0120083017
04-07-2011
Eric L. Apel, Complainant, v. Ken L. Salazar, Secretary, Department of the Interior, Agency.
Eric L. Apel,
Complainant,
v.
Ken L. Salazar,
Secretary,
Department of the Interior,
Agency.
Appeal No. 0120083017
Hearing No. 570-2008-00021X
Agency No. FNP2006116
DECISION
Pursuant to 29 C.F.R. § 1614.405, the Commission accepts Complainant’s
appeal from the Agency’s May 30, 2008 final order concerning his equal
employment opportunity (EEO) complaint alleging employment discrimination
in violation of Title VII of the Civil Rights Act of 1964 (Title VII),
as amended, 42 U.S.C. § 2000e et seq.
BACKGROUND
At the time of events giving rise to this complaint, Complainant worked
as a Police Officer in the Training Branch of the U.S. Park Police
of the National Park Service in Washington, D.C. On September 9,
2006, Complainant filed a formal complaint alleging that the Agency
discriminated against him on the bases of race (Caucasian) and color
(White) when he was terminated from the U.S. Park Police on July 24, 2006.
On May 20, 2008, the Administrative Judge (AJ) granted the Agency’s
motion and issued a decision without a hearing. In the decision, the
AJ assumed arguendo that Complainant had established a prima facie case
of discrimination on the alleged bases and determined that the Agency
had articulated legitimate, nondiscriminatory reasons for its actions.
Specifically, Complainant was terminated because of his poor performance
during the Agency’s Field Training Program. Management officials
asserted that although Complainant was likeable, intelligent, and
well-motivated, he failed to show during his extensive training period
that he had the ability to perform the duties of a police officer. The
Agency cited numerous examples of Complainant’s deficiencies including
incidents where Complainant turned his back on potentially dangerous
suspects, failed to order potentially dangerous individuals out of their
vehicles, failed to control potential suspects, and failed to understand
and respond adequately to potentially dangerous situations. In addition,
Complainant showed a lack of a sense of direction and frequently could
not find his way around the area for which he was responsible. Further,
Complainant had difficulties with radio communications from his vehicle,
multitasking, and writing brief reports.
The AJ then determined that Complainant failed to present any evidence
establishing that the Agency’s reasons were pretextual. Accordingly,
the AJ found that Complainant had not been discriminated against as
alleged. The Agency subsequently issued a final order adopting the
AJ’s decision. On appeal, Complainant argues that the AJ failed to
hear accounts from key witnesses who would substantiate the Agency’s
biased policies. As a result, Complainant requests that the Commission
reverse the final order. The Agency requests that the Commission affirm
the final order.
ANALYSIS AND FINDINGS
Standard of Review
The Commission must first determine whether it was appropriate for
the AJ to have issued a decision without a hearing on this record.

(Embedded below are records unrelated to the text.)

//! Strategies for picking the one light that next-event estimation samples at a shading point.

use std::collections::HashMap;
use std::str::FromStr;

use anyhow::bail;
use serde::{Deserialize, Serialize};

use crate::Float;
use crate::interaction::LightSampleContext;
use crate::light::{Light, LightBounds, LightKind};
use crate::math::ONE_MINUS_EPSILON;
use crate::sampling::Distribution1D;
use crate::spectrum::SampledWavelengths;

/// A light together with the probability it was chosen with.
#[derive(Clone, Copy, Debug)]
pub struct SampledLight<'a> {
    pub light: Light<'a>,
    pub p: Float,
}

pub trait LightSamplerKind<'a> {
    fn sample(&self, ctx: &LightSampleContext, u: Float) -> Option<SampledLight<'a>>;

    fn pmf(&self, ctx: &LightSampleContext, light: Light<'a>) -> Float;

    fn sample_unconditional(&self, u: Float) -> Option<SampledLight<'a>>;

    fn pmf_unconditional(&self, light: Light<'a>) -> Float;
}

#[derive(Clone, Copy, Debug, PartialEq, Eq, Serialize, Deserialize)]
#[serde(rename_all = "lowercase")]
pub enum LightSamplerStrategy {
    Uniform,
    Power,
    Exhaustive,
}

impl Default for LightSamplerStrategy {
    fn default() -> Self {
        LightSamplerStrategy::Exhaustive
    }
}

impl FromStr for LightSamplerStrategy {
    type Err = anyhow::Error;

    fn from_str(s: &str) -> anyhow::Result<Self> {
        match s {
            "uniform" => Ok(LightSamplerStrategy::Uniform),
            "power" => Ok(LightSamplerStrategy::Power),
            "exhaustive" => Ok(LightSamplerStrategy::Exhaustive),
            _ => bail!("unknown light sampler \"{}\"", s),
        }
    }
}

tagged_handle! {
    pub enum LightSampler<'a> {
        Uniform(UniformLightSampler<'a>),
        Power(PowerLightSampler<'a>),
        Exhaustive(ExhaustiveLightSampler<'a>),
    }
}

impl<'a> LightSampler<'a> {
    pub fn create(strategy: LightSamplerStrategy, lights: &[Light<'a>]) -> Self {
        match strategy {
            LightSamplerStrategy::Uniform => UniformLightSampler::new(lights).into(),
            LightSamplerStrategy::Power => PowerLightSampler::new(lights).into(),
            LightSamplerStrategy::Exhaustive => ExhaustiveLightSampler::new(lights).into(),
        }
    }
}

impl<'a> LightSamplerKind<'a> for LightSampler<'a> {
    fn sample(&self, ctx: &LightSampleContext, u: Float) -> Option<SampledLight<'a>> {
        each_kind!(self, Uniform, Power, Exhaustive => |s| s.sample(ctx, u))
    }

    fn pmf(&self, ctx: &LightSampleContext, light: Light<'a>) -> Float {
        each_kind!(self, Uniform, Power, Exhaustive => |s| s.pmf(ctx, light))
    }

    fn sample_unconditional(&self, u: Float) -> Option<SampledLight<'a>> {
        each_kind!(self, Uniform, Power, Exhaustive => |s| s.sample_unconditional(u))
    }

    fn pmf_unconditional(&self, light: Light<'a>) -> Float {
        each_kind!(self, Uniform, Power, Exhaustive => |s| s.pmf_unconditional(light))
    }
}

fn pick(u: Float, n: usize) -> usize {
    ((u * n as Float) as usize).min(n - 1)
}

/// Every light with equal probability.
pub struct UniformLightSampler<'a> {
    lights: Vec<Light<'a>>,
}

impl<'a> UniformLightSampler<'a> {
    pub fn new(lights: &[Light<'a>]) -> Self {
        Self { lights: lights.to_vec() }
    }
}

impl<'a> LightSamplerKind<'a> for UniformLightSampler<'a> {
    fn sample(&self, _ctx: &LightSampleContext, u: Float) -> Option<SampledLight<'a>> {
        self.sample_unconditional(u)
    }

    fn pmf(&self, _ctx: &LightSampleContext, light: Light<'a>) -> Float {
        self.pmf_unconditional(light)
    }

    fn sample_unconditional(&self, u: Float) -> Option<SampledLight<'a>> {
        if self.lights.is_empty() {
            return None;
        }
        let light = self.lights[pick(u, self.lights.len())];
        Some(SampledLight { light, p: 1.0 / self.lights.len() as Float })
    }

    fn pmf_unconditional(&self, _light: Light<'a>) -> Float {
        if self.lights.is_empty() {
            0.0
        } else {
            1.0 / self.lights.len() as Float
        }
    }
}

/// Lights in proportion to their emitted power, regardless of where the shading point is.
pub struct PowerLightSampler<'a> {
    lights: Vec<Light<'a>>,
    distrib: Distribution1D,
    index: HashMap<Light<'a>, usize>,
}

impl<'a> PowerLightSampler<'a> {
    pub fn new(lights: &[Light<'a>]) -> Self {
        // power summed over the visible range, weighted the way the sensor samples it
        let lambda = SampledWavelengths::sample_visible(0.5);
        let power: Vec<Float> = lights
            .iter()
            .map(|l| l.phi(&lambda).safe_div(lambda.pdf()).average())
            .collect();
        let index = lights.iter().enumerate().map(|(i, &l)| (l, i)).collect();
        Self { lights: lights.to_vec(), distrib: Distribution1D::new(&power), index }
    }
}

impl<'a> LightSamplerKind<'a> for PowerLightSampler<'a> {
    fn sample(&self, _ctx: &LightSampleContext, u: Float) -> Option<SampledLight<'a>> {
        self.sample_unconditional(u)
    }

    fn pmf(&self, _ctx: &LightSampleContext, light: Light<'a>) -> Float {
        self.pmf_unconditional(light)
    }

    fn sample_unconditional(&self, u: Float) -> Option<SampledLight<'a>> {
        let ds = self.distrib.sample_discrete(u)?;
        Some(SampledLight { light: self.lights[ds.index], p: ds.pmf })
    }

    fn pmf_unconditional(&self, light: Light<'a>) -> Float {
        match self.index.get(&light) {
            Some(&i) => self.distrib.discrete_pmf(i),
            None => 0.0,
        }
    }
}

/// Evaluates the bounds of every light at the shading point. Infinite lights share a fixed
/// probability and the rest is split by importance.
pub struct ExhaustiveLightSampler<'a> {
    bounded: Vec<(Light<'a>, LightBounds)>,
    infinite: Vec<Light<'a>>,
    bounded_index: HashMap<Light<'a>, usize>,
}

impl<'a> ExhaustiveLightSampler<'a> {
    pub fn new(lights: &[Light<'a>]) -> Self {
        let mut bounded = Vec::new();
        let mut infinite = Vec::new();
        for &light in lights {
            match light.bounds() {
                Some(lb) if lb.phi > 0.0 => bounded.push((light, lb)),
                Some(_) => {}
                None => infinite.push(light),
            }
        }
        let bounded_index = bounded.iter().enumerate().map(|(i, (l, _))| (*l, i)).collect();
        Self { bounded, infinite, bounded_index }
    }

    fn p_infinite(&self) -> Float {
        let n_inf = self.infinite.len() as Float;
        let n_bounded = if self.bounded.is_empty() { 0.0 } else { 1.0 };
        if n_inf == 0.0 { 0.0 } else { n_inf / (n_inf + n_bounded) }
    }

    fn sample_weighted<F: Fn(&LightBounds) -> Float>(&self, u: Float, weight: F) -> Option<SampledLight<'a>> {
        let p_infinite = self.p_infinite();
        if u < p_infinite {
            let light = self.infinite[pick(u / p_infinite, self.infinite.len())];
            return Some(SampledLight { light, p: p_infinite / self.infinite.len() as Float });
        }
        if self.bounded.is_empty() {
            return None;
        }

        let u = ((u - p_infinite) / (1.0 - p_infinite)).min(ONE_MINUS_EPSILON);
        let total: Float = self.bounded.iter().map(|(_, lb)| weight(lb)).sum();
        if total == 0.0 {
            return None;
        }

        // walk the running sum, two passes to stay allocation free
        let target = u * total;
        let mut acc = 0.0;
        let mut chosen = None;
        for (light, lb) in &self.bounded {
            let w = weight(lb);
            if w > 0.0 {
                chosen = Some((*light, w));
                acc += w;
                if acc > target {
                    break;
                }
            }
        }
        let (light, w) = chosen?;
        Some(SampledLight { light, p: (1.0 - p_infinite) * w / total })
    }

    fn pmf_weighted<F: Fn(&LightBounds) -> Float>(&self, light: Light<'a>, weight: F) -> Float {
        let Some(&i) = self.bounded_index.get(&light) else {
            return if self.infinite.contains(&light) {
                self.p_infinite() / self.infinite.len() as Float
            } else {
                0.0
            };
        };

        let total: Float = self.bounded.iter().map(|(_, lb)| weight(lb)).sum();
        if total == 0.0 {
            return 0.0;
        }
        (1.0 - self.p_infinite()) * weight(&self.bounded[i].1) / total
    }
}

impl<'a> LightSamplerKind<'a> for ExhaustiveLightSampler<'a> {
    fn sample(&self, ctx: &LightSampleContext, u: Float) -> Option<SampledLight<'a>> {
        self.sample_weighted(u, |lb| lb.importance(ctx.p, ctx.n))
    }

    fn pmf(&self, ctx: &LightSampleContext, light: Light<'a>) -> Float {
        self.pmf_weighted(light, |lb| lb.importance(ctx.p, ctx.n))
    }

    fn sample_unconditional(&self, u: Float) -> Option<SampledLight<'a>> {
        self.sample_weighted(u, |lb| lb.phi)
    }

    fn pmf_unconditional(&self, light: Light<'a>) -> Float {
        self.pmf_weighted(light, |lb| lb.phi)
    }
}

The Commission's regulations allow an AJ to issue a decision without a
hearing when he or she finds that there is no genuine issue of material
fact. 29 C.F.R. § 1614.109(g). This regulation is patterned after the
summary judgment procedure set forth in Rule 56 of the Federal Rules of
Civil Procedure. The U.S. Supreme Court has held that summary judgment
is appropriate where a court determines that, given the substantive legal
and evidentiary standards that apply to the case, there exists no genuine
issue of material fact. Anderson v. Liberty Lobby, Inc., 477 U.S. 242,
255 (1986). In ruling on a motion for summary judgment, a court’s
function is not to weigh the evidence but rather to determine whether
there are genuine issues for trial. Id. at 249. The evidence of the
non-moving party must be believed at the summary judgment stage and all
justifiable inferences must be drawn in the non-moving party’s favor.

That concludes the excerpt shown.